Save Our AZ Solar reported Friday that it has spent $667,082 to help incumbent Republican Bob Burns survive a five-way race for three available slots. That figure reflects spending through Aug. 18, with the possibility of additional dollars may show up on post-primary reports.
By contrast, Al Melvin and Rick Gray, running with public dollars, each got $102,711 from the Citizens Clean Elections Commission for their primary race. Each had to gather 1,700 $5 donations to qualify.
They each also have about another $20,000 they were entitled to raise privately.
Gray, a current state representative, and Melvin, a former state senator, are running together as a ticket along with Andy Tobin. He was appointed earlier this year by Gov. Doug Ducey to fill the vacancy created by the resignation of Susan Bitter Smith.
Tobin, however, opted not to seek public funding, instead relying on private donations. But his campaign finance report shows he has only $49,380 in contributions for the race.
Former judge Boyd Dunn, also running with private dollars, reported contributions of $90,450.
Burns, who is an incumbent seeking a second four-year term, also has opted to run the race with individual donations.

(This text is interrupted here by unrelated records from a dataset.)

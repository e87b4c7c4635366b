mod description;
mod priority;
mod schedule;
mod task;

pub use description::Description;
pub use priority::Priority;
pub use schedule::{DueDate, DueTime};
pub use task::{FieldValue, Task, TaskField, Urgency};
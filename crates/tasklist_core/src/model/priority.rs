use crate::config::Color;
use crate::error::AppError;
use serde::{Deserialize, Serialize};
use std::fmt;

#[derive(Debug, Clone, Copy, PartialEq, Eq, Hash, Serialize, Deserialize)]
pub enum Priority {
    #[serde(rename = "C")]
    Critical,
    #[serde(rename = "H")]
    High,
    #[serde(rename = "N")]
    Normal,
    #[serde(rename = "L")]
    Low,
}

impl Priority {
    pub const ALL: [Priority; 4] = [
        Priority::Critical,
        Priority::High,
        Priority::Normal,
        Priority::Low,
    ];

    /// Accepts a single-letter code in either case.
    pub fn parse(raw: &str) -> Result<Self, AppError> {
        match raw.trim().to_ascii_uppercase().as_str() {
            "C" => Ok(Self::Critical),
            "H" => Ok(Self::High),
            "N" => Ok(Self::Normal),
            "L" => Ok(Self::Low),
            _ => Err(AppError::invalid_input(format!(
                "unknown priority '{}'",
                raw.trim()
            ))),
        }
    }

    pub fn code(self) -> char {
        match self {
            Self::Critical => 'C',
            Self::High => 'H',
            Self::Normal => 'N',
            Self::Low => 'L',
        }
    }

    pub fn color(self) -> Color {
        match self {
            Self::Critical => Color::Red,
            Self::High => Color::Yellow,
            Self::Normal => Color::Green,
            Self::Low => Color::Blue,
        }
    }

    /// Comma separated codes, as shown in the priority prompt.
    pub fn code_list() -> String {
        Self::ALL
            .iter()
            .map(|priority| priority.code().to_string())
            .collect::<Vec<_>>()
            .join(", ")
    }
}

impl fmt::Display for Priority {
    fn fmt(&self, f: &mut fmt::Formatter<'_>) -> fmt::Result {
        write!(f, "{}", self.code())
    }
}
use crate::error::AppError;
use serde::{Deserialize, Serialize};

/// Free-text task body, one entry per entered line.
///
/// Lines are stored trimmed and blank lines are never kept. An empty
/// description is representable so that an abandoned draft can be detected,
/// but a stored task always carries at least one line.
#[derive(Debug, Clone, Default, PartialEq, Eq, Serialize, Deserialize)]
#[serde(try_from = "Vec<String>", into = "Vec<String>")]
pub struct Description {
    lines: Vec<String>,
}

impl Description {
    pub fn from_lines<I, S>(lines: I) -> Self
    where
        I: IntoIterator<Item = S>,
        S: AsRef<str>,
    {
        let lines = lines
            .into_iter()
            .map(|line| line.as_ref().trim().to_string())
            .filter(|line| !line.is_empty())
            .collect();
        Self { lines }
    }

    pub fn lines(&self) -> &[String] {
        &self.lines
    }

    pub fn is_empty(&self) -> bool {
        self.lines.is_empty()
    }

    /// Appends one entered line; returns false for a blank line, which ends input.
    pub fn push_line(&mut self, line: &str) -> bool {
        let trimmed = line.trim();
        if trimmed.is_empty() {
            return false;
        }
        self.lines.push(trimmed.to_string());
        true
    }
}

impl TryFrom<Vec<String>> for Description {
    type Error = AppError;

    fn try_from(value: Vec<String>) -> Result<Self, Self::Error> {
        let description = Self::from_lines(value);
        if description.is_empty() {
            return Err(AppError::invalid_data("task description is blank"));
        }
        Ok(description)
    }
}

impl From<Description> for Vec<String> {
    fn from(value: Description) -> Self {
        value.lines
    }
}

So far they total more than $55,000.
But the real wind beneath his campaign is the money spent by Save Our AZ Solar.
It is financed by SolarCity, which has been in a running dispute with Arizona Public Service and other electric utilities over their plans to change how much they charge customers who generate their own power with their own rooftop solar units. Those changes include limiting what utilities have to pay those customers who generate excess power as well as imposing a “demand charge,” which links a ratepayer’s bill to his or her peak demand rather than just the amount of energy used.
Solar groups contend such changes would kill the demand for rooftop solar units.

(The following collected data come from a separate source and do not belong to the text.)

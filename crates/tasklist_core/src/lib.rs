pub mod config;
pub mod error;
pub mod model;
pub mod prompt;
pub mod render;
pub mod storage;
pub mod task_list;
pub mod json_store;
use crate::config::Color;
use crate::error::AppError;
use crate::model::{Description, DueDate, DueTime, Priority};
use crate::prompt::Console;
use serde::{Deserialize, Serialize};
use std::io::{BufRead, Write};
use time::Date;

#[derive(Debug, Clone, PartialEq, Eq, Serialize, Deserialize)]
pub struct Task {
    pub priority: Priority,
    pub date: DueDate,
    pub time: DueTime,
    pub description: Description,
}

/// How a due date relates to the reference day. Derived, never stored.
#[derive(Debug, Clone, Copy, PartialEq, Eq)]
pub enum Urgency {
    Overdue,
    Today,
    Upcoming,
}

impl Urgency {
    pub fn code(self) -> char {
        match self {
            Self::Overdue => 'O',
            Self::Today => 'T',
            Self::Upcoming => 'I',
        }
    }

    pub fn color(self) -> Color {
        match self {
            Self::Overdue => Color::Red,
            Self::Today => Color::Yellow,
            Self::Upcoming => Color::Green,
        }
    }
}

/// The task attributes an edit can target.
#[derive(Debug, Clone, Copy, PartialEq, Eq)]
pub enum TaskField {
    Priority,
    Date,
    Time,
    Description,
}

impl TaskField {
    pub fn parse(name: &str) -> Result<Self, AppError> {
        match name.trim().to_ascii_lowercase().as_str() {
            "priority" => Ok(Self::Priority),
            "date" => Ok(Self::Date),
            "time" => Ok(Self::Time),
            "task" | "description" => Ok(Self::Description),
            other => Err(AppError::invalid_input(format!("unknown field '{other}'"))),
        }
    }
}

/// A validated replacement for exactly one task attribute.
#[derive(Debug, Clone, PartialEq, Eq)]
pub enum FieldValue {
    Priority(Priority),
    Date(DueDate),
    Time(DueTime),
    Description(Description),
}

impl FieldValue {
    pub fn field(&self) -> TaskField {
        match self {
            Self::Priority(_) => TaskField::Priority,
            Self::Date(_) => TaskField::Date,
            Self::Time(_) => TaskField::Time,
            Self::Description(_) => TaskField::Description,
        }
    }
}

impl Task {
    pub fn new(priority: Priority, date: DueDate, time: DueTime, description: Description) -> Self {
        Self {
            priority,
            date,
            time,
            description,
        }
    }

    /// Prompts for every attribute in turn. The draft may come back with an
    /// empty description, in which case it must not be stored.
    pub fn read_draft<R: BufRead, W: Write>(console: &mut Console<R, W>) -> Result<Self, AppError> {
        let priority = console.read_priority()?;
        let date = console.read_date()?;
        let time = console.read_time()?;
        let description = console.read_description()?;
        Ok(Self::new(priority, date, time, description))
    }

    pub fn is_complete(&self) -> bool {
        !self.description.is_empty()
    }

    pub fn urgency(&self, reference: Date) -> Urgency {
        match self.date.days_from(reference) {
            days if days > 0 => Urgency::Upcoming,
            days if days < 0 => Urgency::Overdue,
            _ => Urgency::Today,
        }
    }

    pub fn apply(&mut self, value: FieldValue) {
        match value {
            FieldValue::Priority(priority) => self.priority = priority,
            FieldValue::Date(date) => self.date = date,
            FieldValue::Time(time) => self.time = time,
            FieldValue::Description(description) => self.description = description,
        }
    }

    /// Replaces the attribute named by `field_name` with a freshly prompted
    /// value. Unknown names are reported and leave the task untouched.
    pub fn edit<R: BufRead, W: Write>(
        &mut self,
        field_name: &str,
        console: &mut Console<R, W>,
    ) -> Result<bool, AppError> {
        let field = match TaskField::parse(field_name) {
            Ok(field) => field,
            Err(err) => {
                tracing::debug!(error = %err, "edit rejected");
                console.say(crate::prompt::INVALID_FIELD)?;
                return Ok(false);
            }
        };

        let value = console.read_field(field)?;
        tracing::debug!(field = ?value.field(), "task field replaced");
        self.apply(value);
        Ok(true)
    }
}

#[cfg(test)]
mod tests {
    use super::{FieldValue, Task, TaskField, Urgency};
    use crate::model::{Description, DueDate, DueTime, Priority};
    use crate::prompt::Console;
    use std::io::Cursor;
    use time::macros::date;

    fn sample_task(date: &str) -> Task {
        Task::new(
            Priority::Normal,
            DueDate::parse(date).unwrap(),
            DueTime::parse("10:00").unwrap(),
            Description::from_lines(["write report"]),
        )
    }

    #[test]
    fn urgency_compares_against_reference_day() {
        let today = date!(2024 - 01 - 10);
        assert_eq!(sample_task("2024-01-15").urgency(today), Urgency::Upcoming);
        assert_eq!(sample_task("2024-01-05").urgency(today), Urgency::Overdue);
        assert_eq!(sample_task("2024-01-10").urgency(today), Urgency::Today);
    }

    #[test]
    fn completeness_follows_description() {
        let mut task = sample_task("2024-01-10");
        assert!(task.is_complete());
        task.description = Description::default();
        assert!(!task.is_complete());
    }

    #[test]
    fn field_names_are_case_insensitive() {
        assert_eq!(TaskField::parse("Priority").unwrap(), TaskField::Priority);
        assert_eq!(TaskField::parse("DATE").unwrap(), TaskField::Date);
        assert_eq!(TaskField::parse("time").unwrap(), TaskField::Time);
        assert_eq!(TaskField::parse("task").unwrap(), TaskField::Description);
        assert_eq!(
            TaskField::parse("description").unwrap(),
            TaskField::Description
        );
        assert!(TaskField::parse("status").is_err());
    }

    #[test]
    fn apply_replaces_a_single_field() {
        let mut task = sample_task("2024-01-10");
        let before = task.clone();
        task.apply(FieldValue::Priority(Priority::Critical));

        assert_eq!(task.priority, Priority::Critical);
        assert_eq!(task.date, before.date);
        assert_eq!(task.time, before.time);
        assert_eq!(task.description, before.description);
    }

    #[test]
    fn edit_reprompts_until_valid_then_commits() {
        let mut task = sample_task("2024-01-10");
        let mut output = Vec::new();
        let mut console = Console::new(Cursor::new("99:99\n7:5\n"), &mut output);

        assert!(task.edit("time", &mut console).unwrap());
        assert_eq!(task.time.to_string(), "07:05");

        let printed = String::from_utf8(output).unwrap();
        assert_eq!(printed.matches("Input the time (hh:mm):").count(), 2);
        assert!(printed.contains("The input time is invalid"));
    }

    #[test]
    fn edit_with_unknown_field_leaves_task_unchanged() {
        let mut task = sample_task("2024-01-10");
        let before = task.clone();
        let mut output = Vec::new();
        let mut console = Console::new(Cursor::new("C\n"), &mut output);

        assert!(!task.edit("colour", &mut console).unwrap());
        assert_eq!(task, before);
        assert!(String::from_utf8(output).unwrap().contains("Invalid field"));
    }

    #[test]
    fn read_draft_collects_all_fields_in_order() {
        let input = "h\n2024-3-1\n8:00\nfirst line\n  second line  \n\n";
        let mut output = Vec::new();
        let mut console = Console::new(Cursor::new(input), &mut output);

        let task = Task::read_draft(&mut console).unwrap();
        assert_eq!(task.priority, Priority::High);
        assert_eq!(task.date.to_string(), "2024-03-01");
        assert_eq!(task.time.to_string(), "08:00");
        assert_eq!(task.description.lines(), ["first line", "second line"]);
    }

    #[test]
    fn serializes_with_named_canonical_fields() {
        let task = sample_task("2024-01-10");
        let value = serde_json::to_value(&task).unwrap();
        assert_eq!(
            value,
            serde_json::json!({
                "priority": "N",
                "date": "2024-01-10",
                "time": "10:00",
                "description": ["write report"]
            })
        );
    }
}
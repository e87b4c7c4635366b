//! The read-eval-print loop over task list actions.

use std::io::{BufRead, Write};
use std::str::FromStr;
use tasklist_core::config::Config;
use tasklist_core::error::AppError;
use tasklist_core::prompt::Console;
use tasklist_core::render::TableRenderer;
use tasklist_core::task_list::TaskList;

pub const ACTION_PROMPT: &str = "Input an action (add, print, edit, delete, end):";
pub const INVALID_ACTION: &str = "The input action is invalid";
pub const EXIT_MESSAGE: &str = "Tasklist exiting!";

#[derive(Debug, Clone, Copy, PartialEq, Eq)]
pub enum Action {
    Add,
    Print,
    Edit,
    Delete,
    End,
}

impl FromStr for Action {
    type Err = AppError;

    fn from_str(s: &str) -> Result<Self, Self::Err> {
        match s.trim() {
            "add" => Ok(Self::Add),
            "print" => Ok(Self::Print),
            "edit" => Ok(Self::Edit),
            "delete" => Ok(Self::Delete),
            "end" => Ok(Self::End),
            other => Err(AppError::invalid_input(format!("unknown action '{other}'"))),
        }
    }
}

fn print_table<R: BufRead, W: Write>(
    list: &TaskList,
    config: &Config,
    console: &mut Console<R, W>,
) -> Result<(), AppError> {
    let renderer = TableRenderer::new(config.palette(), config.today()?);
    console.say(renderer.render(list.tasks()).trim_end_matches('\n'))
}

fn run_action<R: BufRead, W: Write>(
    action: Action,
    list: &mut TaskList,
    config: &Config,
    console: &mut Console<R, W>,
) -> Result<(), AppError> {
    match action {
        Action::Add => {
            list.add_from_console(console)?;
        }
        Action::Print => print_table(list, config, console)?,
        Action::Edit => {
            print_table(list, config, console)?;
            list.edit_task(console)?;
        }
        Action::Delete => {
            print_table(list, config, console)?;
            list.delete_task(console)?;
        }
        Action::End => {}
    }
    Ok(())
}

/// Runs actions until `end` or until input closes. Either way the caller is
/// expected to persist `list` afterwards; an action cut short by closed input
/// leaves the list as it was before that action.
pub fn run_session<R: BufRead, W: Write>(
    list: &mut TaskList,
    config: &Config,
    console: &mut Console<R, W>,
) -> Result<(), AppError> {
    loop {
        let line = match console.ask(ACTION_PROMPT) {
            Ok(line) => line,
            Err(err) if err.is_input_closed() => break,
            Err(err) => return Err(err),
        };

        let action = match line.parse::<Action>() {
            Ok(action) => action,
            Err(err) => {
                tracing::debug!(error = %err, "unknown action");
                console.say(INVALID_ACTION)?;
                continue;
            }
        };

        if action == Action::End {
            break;
        }

        match run_action(action, list, config, console) {
            Ok(()) => {}
            Err(err) if err.is_input_closed() => {
                tracing::debug!(?action, "input closed mid-action");
                break;
            }
            Err(err) => return Err(err),
        }
    }

    console.say(EXIT_MESSAGE)
}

By law, any spending by Save Our AZ Solar cannot be coordinated with Burns.
Burns has gained favor among solar advocates at least in part because of his efforts to force APS to disclose how much it spent in the 2014 race.

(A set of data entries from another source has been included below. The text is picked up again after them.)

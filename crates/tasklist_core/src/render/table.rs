use crate::config::Palette;
use crate::model::Task;
use time::Date;

pub const BORDER_KNOT: char = '+';
pub const HORIZONTAL_BORDER: char = '-';
pub const VERTICAL_BORDER: char = '|';

pub const INDEX_WIDTH: usize = 4;
pub const DATE_WIDTH: usize = 12;
pub const TIME_WIDTH: usize = 7;
pub const PRIORITY_WIDTH: usize = 3;
pub const URGENCY_WIDTH: usize = 3;
pub const DESCRIPTION_WIDTH: usize = 44;

pub const EMPTY_LIST_MESSAGE: &str = "No tasks have been input";

#[derive(Debug, Clone, Copy, PartialEq, Eq)]
pub struct Column {
    pub header: &'static str,
    pub width: usize,
}

pub const COLUMNS: [Column; 6] = [
    Column { header: "N", width: INDEX_WIDTH },
    Column { header: "Date", width: DATE_WIDTH },
    Column { header: "Time", width: TIME_WIDTH },
    Column { header: "P", width: PRIORITY_WIDTH },
    Column { header: "D", width: URGENCY_WIDTH },
    // Trailing space puts the title one cell left of center.
    Column { header: "Task ", width: DESCRIPTION_WIDTH },
];

/// Text plus the number of terminal cells it occupies. Color tags carry
/// escape sequences, so byte or char length cannot be used for padding.
#[derive(Debug, Clone, PartialEq, Eq)]
struct Cell {
    text: String,
    visible: usize,
}

impl Cell {
    fn plain<S: Into<String>>(text: S) -> Self {
        let text = text.into();
        let visible = text.chars().count();
        Self { text, visible }
    }

    fn tag(text: String) -> Self {
        Self { text, visible: 1 }
    }

    fn blank() -> Self {
        Self::plain("")
    }
}

/// Pads `text` to `width` cells, left pad `(width - visible) / 2` and the
/// remainder on the right. Content already at or beyond the width is returned
/// untouched.
pub fn center(text: &str, visible: usize, width: usize) -> String {
    if visible >= width {
        return text.to_string();
    }
    let left = (width - visible) / 2;
    let right = width - visible - left;
    format!("{}{}{}", " ".repeat(left), text, " ".repeat(right))
}

fn center_cell(cell: &Cell, width: usize) -> String {
    center(&cell.text, cell.visible, width)
}

/// Splits every line into chunks of exactly `width` characters, right-padding
/// the last chunk of each line. Always yields at least one chunk.
pub fn wrap_description(lines: &[String], width: usize) -> Vec<String> {
    let mut chunks = Vec::new();
    for line in lines {
        let chars: Vec<char> = line.chars().collect();
        for piece in chars.chunks(width.max(1)) {
            let mut chunk: String = piece.iter().collect();
            let padding = width.saturating_sub(piece.len());
            chunk.extend(std::iter::repeat_n(' ', padding));
            chunks.push(chunk);
        }
    }
    if chunks.is_empty() {
        chunks.push(" ".repeat(width));
    }
    chunks
}

pub fn horizontal_rule() -> String {
    let mut rule = String::new();
    rule.push(BORDER_KNOT);
    for column in COLUMNS.iter() {
        rule.extend(std::iter::repeat_n(HORIZONTAL_BORDER, column.width));
        rule.push(BORDER_KNOT);
    }
    rule
}

fn bordered<I, S>(cells: I) -> String
where
    I: IntoIterator<Item = S>,
    S: AsRef<str>,
{
    let mut row = String::new();
    row.push(VERTICAL_BORDER);
    for cell in cells {
        row.push_str(cell.as_ref());
        row.push(VERTICAL_BORDER);
    }
    row
}

pub fn header_row() -> String {
    bordered(
        COLUMNS
            .iter()
            .map(|column| center(column.header, column.header.chars().count(), column.width)),
    )
}

/// Draws the task table relative to a fixed reference day.
#[derive(Debug, Clone, Copy)]
pub struct TableRenderer {
    palette: Palette,
    today: Date,
}

impl TableRenderer {
    pub fn new(palette: Palette, today: Date) -> Self {
        Self { palette, today }
    }

    pub fn render(&self, tasks: &[Task]) -> String {
        if tasks.is_empty() {
            return format!("{EMPTY_LIST_MESSAGE}\n");
        }

        let rule = horizontal_rule();
        let mut lines = vec![rule.clone(), header_row(), rule.clone()];
        for (position, task) in tasks.iter().enumerate() {
            lines.extend(self.task_rows(position + 1, task));
            lines.push(rule.clone());
        }

        let mut table = lines.join("\n");
        table.push('\n');
        table
    }

    /// All rows for one task: the first carries every column, the rest only
    /// continue the description.
    pub fn task_rows(&self, number: usize, task: &Task) -> Vec<String> {
        let urgency = task.urgency(self.today);
        let leading = [
            Cell::plain(number.to_string()),
            Cell::plain(task.date.to_string()),
            Cell::plain(task.time.to_string()),
            Cell::tag(self.palette.tag(task.priority.color(), task.priority.code())),
            Cell::tag(self.palette.tag(urgency.color(), urgency.code())),
        ];
        let blanks: [Cell; 5] = std::array::from_fn(|_| Cell::blank());

        wrap_description(task.description.lines(), DESCRIPTION_WIDTH)
            .into_iter()
            .enumerate()
            .map(|(row, chunk)| {
                let cells = if row == 0 { &leading } else { &blanks };
                let mut rendered: Vec<String> = cells
                    .iter()
                    .zip(COLUMNS.iter())
                    .map(|(cell, column)| center_cell(cell, column.width))
                    .collect();
                rendered.push(chunk);
                bordered(rendered)
            })
            .collect()
    }
}

#[cfg(test)]
mod tests {
    use super::{
        DESCRIPTION_WIDTH, TableRenderer, center, header_row, horizontal_rule, wrap_description,
    };
    use crate::config::Palette;
    use crate::model::{Description, DueDate, DueTime, Priority, Task};
    use time::macros::date;

    fn task(priority: Priority, date: &str, lines: &[&str]) -> Task {
        Task::new(
            priority,
            DueDate::parse(date).unwrap(),
            DueTime::parse("09:30").unwrap(),
            Description::from_lines(lines.iter().copied()),
        )
    }

    fn plain_renderer() -> TableRenderer {
        TableRenderer::new(Palette { colored: false }, date!(2024 - 01 - 10))
    }

    #[test]
    fn center_puts_odd_remainder_on_the_right() {
        assert_eq!(center("1", 1, 4), " 1  ");
        assert_eq!(center("ab", 2, 4), " ab ");
        assert_eq!(center("", 0, 3), "   ");
        assert_eq!(center("toolong", 7, 4), "toolong");
    }

    #[test]
    fn wrap_splits_long_lines_and_pads_each_chunk() {
        let line = "x".repeat(50);
        let chunks = wrap_description(&[line], DESCRIPTION_WIDTH);

        assert_eq!(chunks.len(), 2);
        assert_eq!(chunks[0], "x".repeat(44));
        assert_eq!(chunks[1], format!("{}{}", "x".repeat(6), " ".repeat(38)));
    }

    #[test]
    fn wrap_keeps_each_entered_line_separate() {
        let lines = vec!["short".to_string(), "y".repeat(44), "z".repeat(45)];
        let chunks = wrap_description(&lines, 10);
        assert_eq!(chunks.len(), 1 + 5 + 5);
        assert!(chunks.iter().all(|chunk| chunk.chars().count() == 10));
    }

    #[test]
    fn wrap_counts_characters_not_bytes() {
        let chunks = wrap_description(&["été".to_string()], 5);
        assert_eq!(chunks, vec!["été  ".to_string()]);
    }

    #[test]
    fn rule_and_header_follow_column_widths() {
        assert_eq!(
            horizontal_rule(),
            "+----+------------+-------+---+---+--------------------------------------------+"
        );
        assert_eq!(
            header_row(),
            "| N  |    Date    | Time  | P | D |                   Task                     |"
        );
    }

    #[test]
    fn empty_list_renders_message_only() {
        assert_eq!(plain_renderer().render(&[]), "No tasks have been input\n");
    }

    #[test]
    fn long_description_continues_on_blank_row() {
        let description = "d".repeat(50);
        let rows = plain_renderer().task_rows(
            1,
            &task(Priority::High, "2024-01-15", &[description.as_str()]),
        );

        assert_eq!(rows.len(), 2);
        assert_eq!(
            rows[0],
            format!("| 1  | 2024-01-15 | 09:30 | H | I |{}|", "d".repeat(44))
        );
        assert_eq!(
            rows[1],
            format!("|    |            |       |   |   |{}{}|", "d".repeat(6), " ".repeat(38))
        );
    }

    #[test]
    fn render_draws_rule_after_every_task() {
        let tasks = vec![
            task(Priority::Critical, "2024-01-05", &["overdue thing"]),
            task(Priority::Low, "2024-01-10", &["today", "second line"]),
        ];
        let table = plain_renderer().render(&tasks);
        let lines: Vec<&str> = table.lines().collect();
        let rule = horizontal_rule();

        assert_eq!(lines.len(), 3 + 2 + 3);
        assert_eq!(lines[0], rule);
        assert_eq!(lines[2], rule);
        assert!(lines[3].starts_with("| 1  | 2024-01-05 | 09:30 | C | O |overdue thing"));
        assert_eq!(lines[4], rule);
        assert!(lines[5].starts_with("| 2  | 2024-01-10 | 09:30 | L | T |today"));
        assert!(lines[6].starts_with("|    |            |       |   |   |second line"));
        assert_eq!(lines[7], rule);
        assert!(lines.iter().all(|line| line.chars().count() == rule.chars().count()));
    }

    #[test]
    fn colored_tags_keep_the_grid_aligned() {
        let renderer = TableRenderer::new(Palette { colored: true }, date!(2024 - 01 - 10));
        let rows = renderer.task_rows(12, &task(Priority::Normal, "2024-01-15", &["x"]));

        assert_eq!(rows.len(), 1);
        let green = "\x1b[102m \x1b[0m";
        assert!(rows[0].starts_with(&format!("| 12 | 2024-01-15 | 09:30 | {green} | {green} |x")));
    }
}
impl SqliteLibraryStore {
    pub fn new(path: &Path) -> Result<Self, StoreError> {
        let conn = Connection::open(path)?;
        Self::init(conn)
    }

    /// In-memory store, used by tests.
    pub fn in_memory() -> Result<Self, StoreError> {
        let conn = Connection::open_in_memory()?;
        Self::init(conn)
    }

    fn init(conn: Connection) -> Result<Self, StoreError> {
        conn.execute_batch(
            "CREATE TABLE IF NOT EXISTS zim_files (
                file_id TEXT PRIMARY KEY,
                group_identifier TEXT NOT NULL,
                title TEXT NOT NULL,
                description TEXT NOT NULL,
                language_codes TEXT NOT NULL,
                category TEXT NOT NULL,
                created TEXT,
                size INTEGER NOT NULL,
                article_count INTEGER NOT NULL,
                media_count INTEGER NOT NULL,
                creator TEXT NOT NULL,
                publisher TEXT NOT NULL,
                download_url TEXT,
                favicon_url TEXT,
                flavor TEXT,
                has_details INTEGER NOT NULL,
                has_pictures INTEGER NOT NULL,
                has_videos INTEGER NOT NULL,
                requires_service_workers INTEGER NOT NULL,
                file_url_bookmark TEXT,
                included_in_search INTEGER NOT NULL DEFAULT 1,
                is_missing INTEGER NOT NULL DEFAULT 0
            );
            CREATE INDEX IF NOT EXISTS idx_zim_files_category ON zim_files(category);
            CREATE TABLE IF NOT EXISTS category_languages (
                category TEXT NOT NULL,
                language TEXT NOT NULL,
                UNIQUE(category, language)
            );
            CREATE TABLE IF NOT EXISTS preferences (
                key TEXT PRIMARY KEY,
                value TEXT NOT NULL
            );",
        )?;
        Ok(Self {
            conn: Mutex::new(conn),
        })
    }

    fn get_pref(&self, key: &str) -> Option<String> {
        let conn = self.conn.lock().unwrap();
        conn.query_row(
            "SELECT value FROM preferences WHERE key = ?1",
            params![key],
            |row| row.get(0),
        )
        .optional()
        .unwrap_or_else(|e| {
            warn!(key, error = %e, "Failed to read preference");
            None
        })
    }

    fn set_pref(&self, key: &str, value: &str) {
        let conn = self.conn.lock().unwrap();
        if let Err(e) = conn.execute(
            "INSERT INTO preferences (key, value) VALUES (?1, ?2)
             ON CONFLICT(key) DO UPDATE SET value = excluded.value",
            params![key, value],
        ) {
            warn!(key, error = %e, "Failed to write preference");
        }
    }

    fn delete_pref(&self, key: &str) {
        let conn = self.conn.lock().unwrap();
        if let Err(e) = conn.execute("DELETE FROM preferences WHERE key = ?1", params![key]) {
            warn!(key, error = %e, "Failed to delete preference");
        }
    }
}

Corporations are precluded from giving directly to candidates. But an APS spokesman has refused to confirm or deny that the utility is the source of some of the $3.2 million spent that year by two outside groups to elect Republicans Tom Forese and Doug Little.
Those outside groups are required to disclose their spending. But they contend they are “social welfare” organizations, which need not make public the source of their funds.
One of the three survivors of Tuesday’s GOP primary is assured a seat on the commission. That’s because only two Democrats are running for the three available seats: Bill Mundell, who served previously on the commission, albeit when he was a Republican, and former representative Tom Chabin.
Both are publicly financed and got the same $102,711 as Gray and Melvin.